A lot of us Cricut folk are also stampers, and fussy about having to fussy cut by hand when we have a digital diecutter at our command. Cricut doesn’t have a “scan and cut” feature, nor does it bring in scans at actual size (unless they are 144 dpi, which most scanners don’t support), so I’ve been constantly looking for tricks I could use to get around this. Well, sometimes I overthink things as was the case here. Turns out the solution is pretty simple, and all you need is a phone.
In the video, I show how to get a stamp outline at true size with and without a shadow or offset, as well as how to scan in stamped images for print then cut at any size. The camera stand from the Dollar Tree trick will come in handy for other things as well, and so will the secret of using Hide Contour to size designs based on one component. And it isn’t just for stamps, but for blanks you want to write or engrave on, for example, or anything you need a true size representation of.
Save the stamp’s outline and use it with the hinge method or with SnapMat on the Design Space iPad app any time you want to cut out images that you have stamped/colored/embossed with this same stamp. The same method can be used to create cut files for preprinted items from greeting cards, wrapping paper, etc. Am working on an update to the hinge method since DS3 has rendered it not so easy.

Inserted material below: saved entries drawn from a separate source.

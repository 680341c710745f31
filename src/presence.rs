//! Presence registry: leased self-registration of running instances
//!
//! An instance writes `<prefix>:api:<base64(workspace)>:<pid>` with a short
//! TTL and re-writes it on a fixed cadence. Nothing ever has to clean up after
//! a crashed instance: its record simply stops being renewed and expires.
//! The per-workspace index set only lists candidates; a listed pid whose
//! record is gone is treated as not present.

use crate::broker::Broker;
use crate::config::LeaseConfig;
use crate::error::Result;
use crate::types::InstanceRecord;
use base64::engine::general_purpose::STANDARD as BASE64;
use base64::Engine;
use std::sync::Arc;
use tokio::task::JoinHandle;

/// Base64 form of a workspace path, as used in keys and channel names
pub fn encode_workspace(workspace_path: &str) -> String {
    BASE64.encode(workspace_path.as_bytes())
}

/// Leased registry of instance records
pub struct PresenceRegistry {
    broker: Arc<dyn Broker>,
    key_prefix: String,
    lease: LeaseConfig,
}

impl PresenceRegistry {
    pub fn new(broker: Arc<dyn Broker>, key_prefix: impl Into<String>, lease: LeaseConfig) -> Self {
        Self {
            broker,
            key_prefix: key_prefix.into(),
            lease,
        }
    }

    pub fn lease(&self) -> &LeaseConfig {
        &self.lease
    }

    /// `<prefix>:api:<base64(workspace)>:<pid>`
    pub fn instance_key(&self, workspace_path: &str, pid: u32) -> String {
        format!(
            "{}:api:{}:{}",
            self.key_prefix,
            encode_workspace(workspace_path),
            pid
        )
    }

    /// `<prefix>:instances:<base64(workspace)>`
    pub fn index_key(&self, workspace_path: &str) -> String {
        format!(
            "{}:instances:{}",
            self.key_prefix,
            encode_workspace(workspace_path)
        )
    }

    /// Write the instance record and add it to the workspace index
    pub async fn register(&self, record: &InstanceRecord) -> Result<()> {
        self.write_record(record).await?;

        let index = self.index_key(&record.workspace_path);
        self.broker
            .sadd(&index, &record.process_id.to_string())
            .await?;
        self.broker.expire(&index, self.lease.index_ttl()).await?;

        tracing::info!(
            workspace = %record.workspace_path,
            pid = record.process_id,
            port = record.port,
            "Instance registered"
        );
        Ok(())
    }

    /// Renew the lease on an instance record
    pub async fn refresh(&self, record: &InstanceRecord) -> Result<()> {
        self.write_record(record).await?;
        // Re-adding heals an index that expired or was trimmed under us
        let index = self.index_key(&record.workspace_path);
        self.broker
            .sadd(&index, &record.process_id.to_string())
            .await?;
        self.broker.expire(&index, self.lease.index_ttl()).await
    }

    /// Delete the instance record, then drop it from the index
    pub async fn unregister(&self, workspace_path: &str, pid: u32) -> Result<()> {
        self.broker
            .del(&self.instance_key(workspace_path, pid))
            .await?;
        self.broker
            .srem(&self.index_key(workspace_path), &pid.to_string())
            .await?;

        tracing::info!(workspace = %workspace_path, pid, "Instance unregistered");
        Ok(())
    }

    /// Fetch one instance record, if its lease is still live
    pub async fn get(&self, workspace_path: &str, pid: u32) -> Result<Option<InstanceRecord>> {
        let raw = self
            .broker
            .get(&self.instance_key(workspace_path, pid))
            .await?;
        Ok(raw.and_then(|json| match serde_json::from_str(&json) {
            Ok(record) => Some(record),
            Err(e) => {
                tracing::debug!(pid, error = %e, "Ignoring unreadable instance record");
                None
            }
        }))
    }

    /// All live instances of a workspace
    ///
    /// Index entries whose record has expired are skipped.
    pub async fn instances(&self, workspace_path: &str) -> Result<Vec<InstanceRecord>> {
        let members = self.broker.smembers(&self.index_key(workspace_path)).await?;

        let mut records = Vec::with_capacity(members.len());
        for member in members {
            let Ok(pid) = member.parse::<u32>() else {
                continue;
            };
            if let Some(record) = self.get(workspace_path, pid).await? {
                records.push(record);
            }
        }
        Ok(records)
    }

    /// Renew `record` every `lease.refresh_secs` until the handle is cancelled
    pub fn spawn_refresh(self: &Arc<Self>, record: InstanceRecord) -> LeaseHandle {
        let registry = Arc::clone(self);
        let period = self.lease.refresh();

        let task = tokio::spawn(async move {
            let mut ticker = tokio::time::interval_at(tokio::time::Instant::now() + period, period);
            loop {
                ticker.tick().await;
                if let Err(e) = registry.refresh(&record).await {
                    tracing::warn!(
                        pid = record.process_id,
                        error = %e,
                        "Lease refresh failed, will retry next tick"
                    );
                }
            }
        });

        LeaseHandle { task: Some(task) }
    }

    async fn write_record(&self, record: &InstanceRecord) -> Result<()> {
        let key = self.instance_key(&record.workspace_path, record.process_id);
        let json = serde_json::to_string(record)?;
        self.broker.set_ex(&key, &json, self.lease.ttl()).await
    }
}

/// Handle to a running lease refresh task
pub struct LeaseHandle {
    task: Option<JoinHandle<()>>,
}

impl LeaseHandle {
    /// Stop refreshing and wait for the task to wind down
    pub async fn cancel(mut self) {
        if let Some(task) = self.task.take() {
            task.abort();
            let _ = task.await;
        }
    }
}

impl Drop for LeaseHandle {
    fn drop(&mut self) {
        if let Some(task) = self.task.take() {
            task.abort();
        }
    }
}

Of course, you can also cut first, then stamp, if it suits you better. Here’s a video that shows 3 ways to do that.
Want to make offsets or shadows for your fonts and images without Inkscape or scissors? Here’s my Design Space method.
Looking for a higher tech, no scissors method? Here is an Inkscape method from CraftsByToo.
And here’s my quick Inkscape method for creating offsets.
Looking for instructions on making stamp outlines with the Silhouette Studio? Here’s my post on that (no PixScan needed).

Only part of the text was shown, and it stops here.